[Dataset entries]
........
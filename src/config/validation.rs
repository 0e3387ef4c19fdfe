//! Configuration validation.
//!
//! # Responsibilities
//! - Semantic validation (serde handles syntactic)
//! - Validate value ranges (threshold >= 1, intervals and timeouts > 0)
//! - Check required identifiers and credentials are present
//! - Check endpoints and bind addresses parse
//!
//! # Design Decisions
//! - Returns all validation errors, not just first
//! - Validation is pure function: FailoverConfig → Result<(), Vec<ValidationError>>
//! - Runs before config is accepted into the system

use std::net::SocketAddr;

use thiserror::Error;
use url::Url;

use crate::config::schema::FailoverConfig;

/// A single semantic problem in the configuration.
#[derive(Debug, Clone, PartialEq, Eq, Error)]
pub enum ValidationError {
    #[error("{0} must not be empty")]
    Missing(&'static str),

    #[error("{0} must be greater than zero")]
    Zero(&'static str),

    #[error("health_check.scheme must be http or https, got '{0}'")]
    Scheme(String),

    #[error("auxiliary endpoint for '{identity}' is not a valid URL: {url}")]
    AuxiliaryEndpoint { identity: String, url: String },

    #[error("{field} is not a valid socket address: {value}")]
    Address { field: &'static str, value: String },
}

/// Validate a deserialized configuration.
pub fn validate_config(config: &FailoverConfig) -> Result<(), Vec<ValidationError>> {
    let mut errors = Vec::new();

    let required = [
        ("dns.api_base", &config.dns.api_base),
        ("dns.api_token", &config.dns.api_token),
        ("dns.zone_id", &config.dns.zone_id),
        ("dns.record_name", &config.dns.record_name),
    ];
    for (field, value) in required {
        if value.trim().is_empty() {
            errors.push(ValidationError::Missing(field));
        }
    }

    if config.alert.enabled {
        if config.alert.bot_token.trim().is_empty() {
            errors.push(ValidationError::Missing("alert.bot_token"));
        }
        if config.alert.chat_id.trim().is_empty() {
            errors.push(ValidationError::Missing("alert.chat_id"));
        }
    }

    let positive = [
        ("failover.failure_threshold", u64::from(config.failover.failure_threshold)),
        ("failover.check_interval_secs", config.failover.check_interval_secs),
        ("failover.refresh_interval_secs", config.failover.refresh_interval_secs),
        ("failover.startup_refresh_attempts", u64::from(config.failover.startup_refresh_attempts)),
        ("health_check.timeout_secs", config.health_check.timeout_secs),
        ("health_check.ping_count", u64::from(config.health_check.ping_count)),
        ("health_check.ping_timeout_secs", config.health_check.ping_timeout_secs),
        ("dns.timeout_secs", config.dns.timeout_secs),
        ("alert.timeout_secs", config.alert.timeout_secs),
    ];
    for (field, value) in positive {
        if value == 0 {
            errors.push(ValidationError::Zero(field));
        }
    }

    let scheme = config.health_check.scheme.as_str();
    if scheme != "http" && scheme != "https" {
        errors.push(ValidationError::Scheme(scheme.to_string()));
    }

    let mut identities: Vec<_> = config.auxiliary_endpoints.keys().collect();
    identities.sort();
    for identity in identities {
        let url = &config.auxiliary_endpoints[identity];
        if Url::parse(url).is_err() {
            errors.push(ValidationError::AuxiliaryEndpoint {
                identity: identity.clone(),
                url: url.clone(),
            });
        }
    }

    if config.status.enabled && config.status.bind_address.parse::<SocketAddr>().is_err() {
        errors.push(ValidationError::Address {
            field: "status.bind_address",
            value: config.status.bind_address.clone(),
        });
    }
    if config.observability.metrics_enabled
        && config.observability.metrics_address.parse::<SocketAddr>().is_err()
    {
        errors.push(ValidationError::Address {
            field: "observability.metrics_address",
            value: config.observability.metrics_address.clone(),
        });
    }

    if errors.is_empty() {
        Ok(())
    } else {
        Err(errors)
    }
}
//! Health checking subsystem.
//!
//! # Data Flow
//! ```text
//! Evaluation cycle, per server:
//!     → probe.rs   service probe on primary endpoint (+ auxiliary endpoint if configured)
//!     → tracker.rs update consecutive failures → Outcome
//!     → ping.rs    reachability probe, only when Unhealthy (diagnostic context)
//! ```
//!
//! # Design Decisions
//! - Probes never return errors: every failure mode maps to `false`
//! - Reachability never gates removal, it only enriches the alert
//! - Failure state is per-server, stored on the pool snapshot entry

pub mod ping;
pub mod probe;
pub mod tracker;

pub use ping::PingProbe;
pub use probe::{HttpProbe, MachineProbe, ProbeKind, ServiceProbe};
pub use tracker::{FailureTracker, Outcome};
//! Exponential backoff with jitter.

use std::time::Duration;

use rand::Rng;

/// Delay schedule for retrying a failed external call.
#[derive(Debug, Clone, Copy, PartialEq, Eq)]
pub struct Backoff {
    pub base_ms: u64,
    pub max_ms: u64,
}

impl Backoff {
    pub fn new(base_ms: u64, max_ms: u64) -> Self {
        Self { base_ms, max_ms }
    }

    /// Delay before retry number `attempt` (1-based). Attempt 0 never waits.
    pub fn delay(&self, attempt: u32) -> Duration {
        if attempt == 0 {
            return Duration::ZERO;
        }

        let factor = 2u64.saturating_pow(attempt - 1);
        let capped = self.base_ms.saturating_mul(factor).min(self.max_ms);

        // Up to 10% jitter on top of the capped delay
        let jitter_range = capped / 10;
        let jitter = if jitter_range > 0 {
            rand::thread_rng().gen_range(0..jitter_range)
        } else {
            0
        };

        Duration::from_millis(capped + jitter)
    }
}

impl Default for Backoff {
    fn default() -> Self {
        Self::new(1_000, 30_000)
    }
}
........
Each entry must be reproduced verbatim.

- _Written solution_
filename src/config/validation.rs
repository 0e3387ef4c19fdfe
//! Configuration validation.
//!
//! # Responsibilities
//! - Semantic validation (serde handles syntactic)
//! - Validate value ranges (threshold >= 1, intervals and timeouts > 0)
//! - Check required identifiers and credentials are present
//! - Check endpoints and bind addresses parse
//!
//! # Design Decisions
//! - Returns all validation errors, not just first
//! - Validation is pure function: FailoverConfig → Result<(), Vec<ValidationError>>
//! - Runs before config is accepted into the system

use std::net::SocketAddr;

use thiserror::Error;
use url::Url;

use crate::config::schema::FailoverConfig;

/// A single semantic problem in the configuration.
#[derive(Debug, Clone, PartialEq, Eq, Error)]
pub enum ValidationError {
    #[error("{0} must not be empty")]
    Missing(&'static str),

    #[error("{0} must be greater than zero")]
    Zero(&'static str),

    #[error("health_check.scheme must be http or https, got '{0}'")]
    Scheme(String),

    #[error("auxiliary endpoint for '{identity}' is not a valid URL: {url}")]
    AuxiliaryEndpoint { identity: String, url: String },

    #[error("{field} is not a valid socket address: {value}")]
    Address { field: &'static str, value: String },
}

/// Validate a deserialized configuration.
pub fn validate_config(config: &FailoverConfig) -> Result<(), Vec<ValidationError>> {
    let mut errors = Vec::new();

    let required = [
        ("dns.api_base", &config.dns.api_base),
        ("dns.api_token", &config.dns.api_token),
        ("dns.zone_id", &config.dns.zone_id),
        ("dns.record_name", &config.dns.record_name),
    ];
    for (field, value) in required {
        if value.trim().is_empty() {
            errors.push(ValidationError::Missing(field));
        }
    }

    if config.alert.enabled {
        if config.alert.bot_token.trim().is_empty() {
            errors.push(ValidationError::Missing("alert.bot_token"));
        }
        if config.alert.chat_id.trim().is_empty() {
            errors.push(ValidationError::Missing("alert.chat_id"));
        }
    }

    let positive = [
        ("failover.failure_threshold", u64::from(config.failover.failure_threshold)),
        ("failover.check_interval_secs", config.failover.check_interval_secs),
        ("failover.refresh_interval_secs", config.failover.refresh_interval_secs),
        ("failover.startup_refresh_attempts", u64::from(config.failover.startup_refresh_attempts)),
        ("health_check.timeout_secs", config.health_check.timeout_secs),
        ("health_check.ping_count", u64::from(config.health_check.ping_count)),
        ("health_check.ping_timeout_secs", config.health_check.ping_timeout_secs),
        ("dns.timeout_secs", config.dns.timeout_secs),
        ("alert.timeout_secs", config.alert.timeout_secs),
    ];
    for (field, value) in positive {
        if value == 0 {
            errors.push(ValidationError::Zero(field));
        }
    }

    let scheme = config.health_check.scheme.as_str();
    if scheme != "http" && scheme != "https" {
        errors.push(ValidationError::Scheme(scheme.to_string()));
    }

    let mut identities: Vec<_> = config.auxiliary_endpoints.keys().collect();
    identities.sort();
    for identity in identities {
        let url = &config.auxiliary_endpoints[identity];
        if Url::parse(url).is_err() {
            errors.push(ValidationError::AuxiliaryEndpoint {
                identity: identity.clone(),
                url: url.clone(),
            });
        }
    }

    if config.status.enabled && config.status.bind_address.parse::<SocketAddr>().is_err() {
        errors.push(ValidationError::Address {
            field: "status.bind_address",
            value: config.status.bind_address.clone(),
        });
    }
    if config.observability.metrics_enabled
        && config.observability.metrics_address.parse::<SocketAddr>().is_err()
    {
        errors.push(ValidationError::Address {
            field: "observability.metrics_address",
            value: config.observability.metrics_address.clone(),
        });
    }

    if errors.is_empty() {
        Ok(())
    } else {
        Err(errors)
    }
}
//! Health checking subsystem.
//!
//! # Data Flow
//! ```text
//! Evaluation cycle, per server:
//!     → probe.rs   service probe on primary endpoint (+ auxiliary endpoint if configured)
//!     → tracker.rs update consecutive failures → Outcome
//!     → ping.rs    reachability probe, only when Unhealthy (diagnostic context)
//! ```
//!
//! # Design Decisions
//! - Probes never return errors: every failure mode maps to `false`
//! - Reachability never gates removal, it only enriches the alert
//! - Failure state is per-server, stored on the pool snapshot entry

pub mod ping;
pub mod probe;
pub mod tracker;

pub use ping::PingProbe;
pub use probe::{HttpProbe, MachineProbe, ProbeKind, ServiceProbe};
pub use tracker::{FailureTracker, Outcome};
//! Exponential backoff with jitter.

use std::time::Duration;

use rand::Rng;

/// Delay schedule for retrying a failed external call.
#[derive(Debug, Clone, Copy, PartialEq, Eq)]
pub struct Backoff {
    pub base_ms: u64,
    pub max_ms: u64,
}

impl Backoff {
    pub fn new(base_ms: u64, max_ms: u64) -> Self {
        Self { base_ms, max_ms }
    }

    /// Delay before retry number `attempt` (1-based). Attempt 0 never waits.
    pub fn delay(&self, attempt: u32) -> Duration {
        if attempt == 0 {
            return Duration::ZERO;
        }

        let factor = 2u64.saturating_pow(attempt - 1);
        let capped = self.base_ms.saturating_mul(factor).min(self.max_ms);

        // Up to 10% jitter on top of the capped delay
        let jitter_range = capped / 10;
        let jitter = if jitter_range > 0 {
            rand::thread_rng().gen_range(0..jitter_range)
        } else {
            0
        };

        Duration::from_millis(capped + jitter)
    }
}

impl Default for Backoff {
    fn default() -> Self {
        Self::new(1_000, 30_000)
    }
}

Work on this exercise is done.